Well, it's that time of the month again (no, not THAT time) and I'm here to review my third entry in this year's Blind Spot series. I actually did better this month with watching, and reviewing closer to time (I've been so early) but it was hard. Ever since posting my list of films I'll be watching this year, I've been aching to just watch them all back to back to back, but that would defeat the whole purpose of taking part in this series.
You can catch my reviews of both 'The Shop Around the Corner' and 'Penny Serenade' before checking this out if you like.
But now, onto this month's selection!
I almost felt racked with biased guilt while sitting down to watch ‘Sergeant York’, because I was prepared to sort of hate it on principle. First, it starred Gary Cooper, an actor who I find incredibly dull in nearly everything I’ve seen him in (I admit to liking him in ‘Ball of Fire’, which was released the same year). To make matters worse, I decided to set myself up for this viewing by watching ‘High Noon’, the film for which Cooper won his second Oscar. I loathed that movie with a serious passion. And then that brings me to the whole Oscar aspect. Having seen, admired and loved ‘Citizen Kane’, I have a grudge against the fact that Cooper has the Oscar and Welles does not. I know, it’s petty to be angry over something you aren’t really privy to, since I had not seen this film, but the grudge was there.
So, it’s safe to say that I was in a weird mindset when I sat down to watch this.
Despite some serious reservations, and some serious issues I have with the film, I can’t hate this movie.
|This man needs Jesus|
The film tells the true story of Alvin York, a country bumpkin turned war hero during World War I. When the film opens, we meet Alvin drunk and irresponsible. His family is poor and destined to never amount to much, but with eyes for the town beauty and his heart set on purchasing land for his family, Alvin makes some serious steps in the right direction, including finding God. No sooner does he turn his life around, tragedy strikes. First, he’s cheated out of his land (thus the need to find God) and then the World goes to war, and he’s sort of forced to join, despite religious conflictions. It is on the battlefield that York’s mindset shifts and he finds himself outsmarting the enemy and capturing an entire German position, earning himself the Medal of Honor and becoming one of the most celebrated war heroes in history.
That’s quite a lot of story, and one could easily assume that the film would come across stuffy because of that, but Howard Hawks deserves all the praise you can muster for making all of this work so effortlessly. Despite some personal quibbles with the way certain aspects of Alvin’s shift is portrayed (it is all very sudden, this converting from lazy bumpkin to hard working country man), the progression of plot is swift and wholly engrossing.
But the direction, while very tight and effective, is only one aspect of this movie.

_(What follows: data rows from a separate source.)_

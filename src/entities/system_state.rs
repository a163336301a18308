//! System state entity - key/value documents owned by the bot.
//!
//! The ticket statistics document lives here as a single JSON value under the
//! `ticket_stats` key.

use sea_orm::entity::prelude::*;
use serde::{Deserialize, Serialize};

/// System state database model - one stored document per key
#[derive(Clone, Debug, PartialEq, Eq, DeriveEntityModel, Serialize, Deserialize)]
#[sea_orm(table_name = "system_state")]
pub struct Model {
    /// Unique identifier
    #[sea_orm(primary_key)]
    pub id: i32,
    /// Document key (e.g. `"ticket_stats"`)
    #[sea_orm(unique)]
    pub key: String,
    /// Serialized document
    #[sea_orm(column_type = "Text")]
    pub value: String,
    /// When this document was last written
    pub updated_at: DateTimeUtc,
}

/// `SystemState` has no relationships with other entities
#[derive(Copy, Clone, Debug, EnumIter, DeriveRelation)]
pub enum Relation {}

impl ActiveModelBehavior for ActiveModel {}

I’ll just get Gary Cooper out of the way. I just don’t get him as an actor. He’s so wooden and uninteresting, and despite having a rather engaging and intriguing film to work with, he was just so boring and bland.
He’s my biggest issue, but not my only.
|It's alright son, you can kill!|
It’s important to remember when watching any film that film is a medium of expression and as such should not be unduly chastised for not agreeing with your personal opinions. We shouldn’t be watching films to validate our own stance on a subject, at least not entirely (sometimes it’s nice, but it shouldn’t be necessary), so while watching a film that is so clearly celebrating war, I had to remind myself that despite being firmly ANTI-war, my opinion wasn’t relevant to this particular movie watching experience. That being said, I couldn’t help but become irritated when the film tried to debate religion and war. I have no qualms with depicting men trying to twist scripture to fit their personal agenda, but that whole scene where the heavens basically open up and God pretty much tells York that it’s ok for him to kill others was pretty disgusting. Like I said, I had to put my personal feelings on the backburner a little here, but I can’t deny that that didn’t sting. What irritated me a little more though was the cop-out ending. First, it appears that York is actually conflicted still over his actions, for he refuses money for what he’s done (and I found that moment so astute) and yet the film ends on this high with York finally getting him home, fully paid for by the state…all because of his actions. AND HE ACCEPTS! Isn’t that a complete contradiction, and so close to one another at that (those two scenes are practically back to back).
It just seemed poorly thought out, but maybe that’s exactly how it happened in real life.
But, truth be told, outside of those two (I guess it’s more like three) complaints, I genuinely liked this film. The flow of the film was brisk yet meaty, and some of the supporting cast was truly moving, most notable being Walter Brennan, who handled the complexity of Pastor Rosier Pile exceptionally well. From a technical standpoint, the film is very well crafted, and like I said, Hawks outdoes himself by keeping everything on a tight leash, giving the film the ease it needed to work.
So there you have it! March is complete and now we wait until April for the next film on the list. I still haven't decided which one I'll watch. I've unintentionally been watching these in order of release, but it really had more to do with what was on my DVR than anything else. I don't have 'Cat People' on my DVR, so I don't think that will be next (even though it is next chronologically). But, I DO have 'Shadow of a Doubt' on there, so maybe I'll just skip a year.